Problem to work on: For this exercise, restate word for word only the lines from the first line of the data to the line containing "impl Default for".

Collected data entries

>>

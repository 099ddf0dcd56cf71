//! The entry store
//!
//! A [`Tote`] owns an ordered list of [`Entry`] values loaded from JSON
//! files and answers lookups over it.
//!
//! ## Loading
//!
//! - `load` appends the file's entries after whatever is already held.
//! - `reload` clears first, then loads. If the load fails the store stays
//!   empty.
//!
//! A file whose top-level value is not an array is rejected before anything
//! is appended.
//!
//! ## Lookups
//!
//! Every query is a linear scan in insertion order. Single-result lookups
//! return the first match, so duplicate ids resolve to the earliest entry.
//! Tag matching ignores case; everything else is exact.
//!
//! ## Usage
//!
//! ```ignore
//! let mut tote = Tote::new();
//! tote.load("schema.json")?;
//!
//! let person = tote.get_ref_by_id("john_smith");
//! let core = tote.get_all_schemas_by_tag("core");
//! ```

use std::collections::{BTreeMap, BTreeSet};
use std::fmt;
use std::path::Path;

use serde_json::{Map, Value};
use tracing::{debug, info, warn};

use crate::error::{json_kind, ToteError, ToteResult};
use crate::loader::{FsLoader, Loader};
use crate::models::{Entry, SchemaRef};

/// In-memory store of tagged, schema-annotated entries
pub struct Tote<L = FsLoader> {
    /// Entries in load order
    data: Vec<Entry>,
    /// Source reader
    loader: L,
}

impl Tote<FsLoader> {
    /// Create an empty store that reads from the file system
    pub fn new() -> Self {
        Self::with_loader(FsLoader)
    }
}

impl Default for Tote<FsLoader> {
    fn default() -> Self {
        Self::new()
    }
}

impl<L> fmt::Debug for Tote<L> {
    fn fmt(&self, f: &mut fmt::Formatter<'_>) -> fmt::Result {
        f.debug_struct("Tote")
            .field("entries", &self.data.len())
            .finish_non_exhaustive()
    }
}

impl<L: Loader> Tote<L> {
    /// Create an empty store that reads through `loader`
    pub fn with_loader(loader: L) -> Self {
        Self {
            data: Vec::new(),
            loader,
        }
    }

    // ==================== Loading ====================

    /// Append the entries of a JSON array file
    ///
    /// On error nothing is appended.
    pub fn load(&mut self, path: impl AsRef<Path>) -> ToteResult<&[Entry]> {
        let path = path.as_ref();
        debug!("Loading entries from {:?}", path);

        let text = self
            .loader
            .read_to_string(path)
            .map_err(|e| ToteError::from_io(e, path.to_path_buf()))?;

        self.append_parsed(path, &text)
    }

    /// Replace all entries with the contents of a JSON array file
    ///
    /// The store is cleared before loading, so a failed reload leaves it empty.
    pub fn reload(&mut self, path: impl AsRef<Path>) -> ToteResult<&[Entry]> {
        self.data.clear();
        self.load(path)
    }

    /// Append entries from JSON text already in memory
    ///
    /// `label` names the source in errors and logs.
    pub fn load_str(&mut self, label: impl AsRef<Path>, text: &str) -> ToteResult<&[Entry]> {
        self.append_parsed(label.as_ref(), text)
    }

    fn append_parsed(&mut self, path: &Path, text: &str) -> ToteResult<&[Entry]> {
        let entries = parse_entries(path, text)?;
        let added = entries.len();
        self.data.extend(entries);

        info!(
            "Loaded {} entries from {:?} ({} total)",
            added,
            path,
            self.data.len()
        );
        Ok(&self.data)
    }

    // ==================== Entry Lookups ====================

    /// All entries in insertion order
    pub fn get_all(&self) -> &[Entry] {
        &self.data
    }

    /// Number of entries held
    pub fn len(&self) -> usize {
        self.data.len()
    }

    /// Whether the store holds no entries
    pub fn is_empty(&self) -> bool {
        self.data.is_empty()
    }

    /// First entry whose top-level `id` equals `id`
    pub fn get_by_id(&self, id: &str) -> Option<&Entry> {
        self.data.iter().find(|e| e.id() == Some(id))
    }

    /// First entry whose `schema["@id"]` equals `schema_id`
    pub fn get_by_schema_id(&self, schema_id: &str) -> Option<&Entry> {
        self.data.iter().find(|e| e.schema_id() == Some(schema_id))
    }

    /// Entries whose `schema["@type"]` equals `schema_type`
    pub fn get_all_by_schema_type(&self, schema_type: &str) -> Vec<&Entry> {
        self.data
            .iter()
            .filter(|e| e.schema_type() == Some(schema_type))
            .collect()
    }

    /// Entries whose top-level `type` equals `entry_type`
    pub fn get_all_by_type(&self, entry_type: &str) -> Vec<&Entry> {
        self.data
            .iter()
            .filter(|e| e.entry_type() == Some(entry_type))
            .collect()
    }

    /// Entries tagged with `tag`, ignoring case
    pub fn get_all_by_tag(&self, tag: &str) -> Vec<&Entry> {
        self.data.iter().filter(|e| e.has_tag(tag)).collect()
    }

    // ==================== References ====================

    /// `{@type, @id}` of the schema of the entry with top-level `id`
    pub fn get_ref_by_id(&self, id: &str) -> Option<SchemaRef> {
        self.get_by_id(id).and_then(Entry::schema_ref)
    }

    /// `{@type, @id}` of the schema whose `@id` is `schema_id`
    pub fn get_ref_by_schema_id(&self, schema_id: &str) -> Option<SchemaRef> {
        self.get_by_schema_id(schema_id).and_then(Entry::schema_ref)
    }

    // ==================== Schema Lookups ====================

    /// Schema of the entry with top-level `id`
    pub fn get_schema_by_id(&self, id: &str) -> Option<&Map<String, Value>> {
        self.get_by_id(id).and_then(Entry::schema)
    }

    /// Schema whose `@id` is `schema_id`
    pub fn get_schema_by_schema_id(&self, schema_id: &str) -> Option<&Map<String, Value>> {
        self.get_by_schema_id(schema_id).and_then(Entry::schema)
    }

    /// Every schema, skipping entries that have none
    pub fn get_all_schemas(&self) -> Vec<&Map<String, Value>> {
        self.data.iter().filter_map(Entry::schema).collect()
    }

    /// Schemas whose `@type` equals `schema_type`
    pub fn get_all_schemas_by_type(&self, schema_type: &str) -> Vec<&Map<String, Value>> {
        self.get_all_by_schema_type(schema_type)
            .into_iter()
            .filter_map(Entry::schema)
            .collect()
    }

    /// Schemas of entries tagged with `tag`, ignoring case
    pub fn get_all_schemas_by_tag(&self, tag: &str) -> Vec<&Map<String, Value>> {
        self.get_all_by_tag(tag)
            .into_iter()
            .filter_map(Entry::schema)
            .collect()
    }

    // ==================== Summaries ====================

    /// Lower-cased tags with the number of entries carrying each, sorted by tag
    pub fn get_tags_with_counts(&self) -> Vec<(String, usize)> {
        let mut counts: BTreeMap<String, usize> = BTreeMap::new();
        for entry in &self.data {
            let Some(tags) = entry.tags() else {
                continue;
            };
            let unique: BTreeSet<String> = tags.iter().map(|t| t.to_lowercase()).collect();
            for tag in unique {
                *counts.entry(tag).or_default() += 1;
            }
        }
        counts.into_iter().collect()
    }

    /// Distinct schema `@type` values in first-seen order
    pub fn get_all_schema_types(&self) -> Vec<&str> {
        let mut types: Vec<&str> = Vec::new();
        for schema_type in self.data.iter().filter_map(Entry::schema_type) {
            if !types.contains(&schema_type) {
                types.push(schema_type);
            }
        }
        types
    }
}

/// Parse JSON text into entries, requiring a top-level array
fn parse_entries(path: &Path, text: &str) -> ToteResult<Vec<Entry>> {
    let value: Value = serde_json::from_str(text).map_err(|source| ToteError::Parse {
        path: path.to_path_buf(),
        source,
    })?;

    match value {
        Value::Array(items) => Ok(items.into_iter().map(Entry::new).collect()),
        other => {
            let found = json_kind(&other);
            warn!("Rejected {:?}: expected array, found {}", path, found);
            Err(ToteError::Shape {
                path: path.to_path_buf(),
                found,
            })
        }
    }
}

<<

Written answer:
repository 099ddf0dcd56cf71
//! The entry store
//!
//! A [`Tote`] owns an ordered list of [`Entry`] values loaded from JSON
//! files and answers lookups over it.
//!
//! ## Loading
//!
//! - `load` appends the file's entries after whatever is already held.
//! - `reload` clears first, then loads. If the load fails the store stays
//!   empty.
//!
//! A file whose top-level value is not an array is rejected before anything
//! is appended.
//!
//! ## Lookups
//!
//! Every query is a linear scan in insertion order. Single-result lookups
//! return the first match, so duplicate ids resolve to the earliest entry.
//! Tag matching ignores case; everything else is exact.
//!
//! ## Usage
//!
//! ```ignore
//! let mut tote = Tote::new();
//! tote.load("schema.json")?;
//!
//! let person = tote.get_ref_by_id("john_smith");
//! let core = tote.get_all_schemas_by_tag("core");
//! ```

use std::collections::{BTreeMap, BTreeSet};
use std::fmt;
use std::path::Path;

use serde_json::{Map, Value};
use tracing::{debug, info, warn};

use crate::error::{json_kind, ToteError, ToteResult};
use crate::loader::{FsLoader, Loader};
use crate::models::{Entry, SchemaRef};

/// In-memory store of tagged, schema-annotated entries
pub struct Tote<L = FsLoader> {
    /// Entries in load order
    data: Vec<Entry>,
    /// Source reader
    loader: L,
}

impl Tote<FsLoader> {
    /// Create an empty store that reads from the file system
    pub fn new() -> Self {
        Self::with_loader(FsLoader)
    }
}

impl Default for Tote<FsLoader> {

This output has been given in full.